Isaiah Berlin's 1953 essay The Originality of Machiavelli anticipated the postmodernist challenge to notions of absolute truth. According to Berlin, Machiavelli's fundamental point was that a group of people living a Christian life and practicing Christian morality cannot construct a state like the Roman Republic or the Athens of Pericles, despite the evident merits of both of those systems. The two belief systems, which together serve as the foundations for Western culture and thought, may espouse self-evidently good values, but the systems, and hence the values they hold, could not be reconciled; Machiavelli exploded the myth of the "ultimate compatibility of all values". The Classical ideal could not be constructed or maintained without the ruler, whether tyrant or assembly, dispensing with Christian morality - not in exceptional circumstances, but repeatedly, as part of the normal and expected functioning of the city. It wasn't just that people until the 16th century had failed to construct an ideal city; but that an ideal city, such as Plato's republic, couldn't even be imagined. The impossibility of an ideal city is crucial if one believes that man is a political, and a fortiori social, animal; if this is true, then it's only possible to live freely in a free society, or to live virtuously in a virtuous society. We need to create a structure of institutions and public morality to make it possible for individuals to achieve their own ends.

It is a fundamental assumption of Western thought that there exists what Berlin calls a "unifying monistic pattern" - a Neoplatonist Great Chain of Being or Yggdrasil, an objective truth, a meaning of life, a supreme being, or a supreme virtue. Such a pattern would be analogous to a Grand Unified Theory in physics, something to bring together the good parts of Christianity - the theological virtues of faith, hope, and charity, perhaps - and the grandezza, or greatness, of the classical world which the Renaissance humanists so admired: public-spiritedness, artistic flourishing, civic and military discipline, wealth and power. It would form an answer to Aristotle's great question: how can men best live together?

Machiavelli's demonstration of the incompatibility of the Christian and classical systems, not just in practice but in principle, invalidates this premise. It's not even that over the two millennia of European history which he surveyed, nobody had built an ideal state; it's that even an ideal state, such as that envisioned by Plato in the Republic, was impossible given the realities of human nature, which he saw as more or less unchanging. In Berlin's words, given that there is no answer to the question of how man can best live together, even seeking to find one would be "conceptually incoherent".

Machiavelli is of course making strong assumptions about human nature; his realism, or alternatively pessimism, is a clear avenue of attack for people who dislike his conclusions. Yet while it's easy to have a strong view on the matter, it's much harder to disprove the opinions of those who disagree with you; it's not clear, for example, that the work of Stephen Pinker et al. actually invalidates Machiavelli's assessment. Students of race in the United States, for example, might fiercely contest that there has been any great moral development from the age of slavery to the age of mass incarceration; for the purposes of this essay, Machiavelli's assumption, although highlighted, will have to stand.

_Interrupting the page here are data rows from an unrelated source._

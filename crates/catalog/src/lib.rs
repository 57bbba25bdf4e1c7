//! Catalog crate
//!
//! Resolves `(schema, table)` names to stream descriptions loaded from a local
//! directory and, optionally, refreshed from an object store bucket without a
//! restart.
//!
//! ```no_run
//! # async fn run() -> streamcat_catalog::Result<()> {
//! use streamcat_catalog::{CatalogContext, Settings};
//!
//! let context = CatalogContext::start(Settings::new()?).await?;
//! let tables = context.supplier().get();
//! println!("{} tables", tables.len());
//! context.shutdown().await;
//! # Ok(())
//! # }
//! ```

pub mod config;
pub mod context;
pub mod error;
pub mod loader;
pub mod location;
pub mod parser;
pub mod poller;
pub mod snapshot;
pub mod source;
pub mod supplier;

pub use config::Settings;
pub use context::{CatalogContext, SourceStrategy};
pub use error::{CatalogError, Result};
pub use loader::LocalDirectoryLoader;
pub use location::RemoteLocation;
pub use parser::DescriptorParser;
pub use poller::{CycleOutcome, PollerConfig, PollerState, PollerStats, RemotePoller};
pub use snapshot::{DescriptionMap, Snapshot, SnapshotOrigin, SnapshotStore};
pub use source::{DescriptorSource, LocalFileSource, ObjectEntry, ObjectStoreSource};
pub use supplier::TableDescriptionSupplier;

In another essay, Two Concepts of Liberty, Berlin discusses positive and negative liberty; but for me, the most evocative part of Berlin's essay is his treatment of change. Berlin thinks that it is essential that our ideals not be eternal. We shouldn't condemn our descendants to the consequences of our moral decisions; how could we be so arrogant? Furthermore, morality is contingent: what is right in one set of circumstances might not be right in another. Berlin treats this as an idealistic position: we shouldn't have to claim eternal validity for our chosen ends; "principles are not less sacred because their duration cannot be guaranteed." The humility of Berlin's immense intellect is, I think, staggering.

To summarise, Berlin's work, standing on the shoulders of the giants of European thought, has presented us with two important considerations which limit any concept of utopia. First, it's impossible to envision, let alone construct, an ideal society - and hence for men to perfectly achieve their chosen ends. Second, no institution or moral system should be eternal, although that shouldn't prevent us from choosing and adhering to it in the first place. We currently deal with these problems through moderation. Our institutional moderation rejects fundamentalism and totalitarianism, instead accepting not just a system of checks and balances, but the inevitable contradictions attending a pluralist system of institutions and actors. We also aim for temporal moderation, taking a middle course between the kind of intergenerational continuity advocated by Burke, and Jefferson's position that the "earth belongs in usufruct to the living"; we should not be able to make choices that bind our descendants in perpetuity.

AI Safety

These points are crucial to AI safety research, and yet it seems to me that many AI safety researchers either disagree with them, or have failed to internalise them: in particular, a significant segment of AI researchers are only concerned with building an AGI, not considering dual-use or social impacts. Although the control problem and AI alignment are widely recognised in principle, asking just what AI should be aligned with tends to get you responses like "the social good"; "human preferences"; "the future of mankind". The points above, I would argue, make any response like this unsatisfactory, and hence outright dangerous.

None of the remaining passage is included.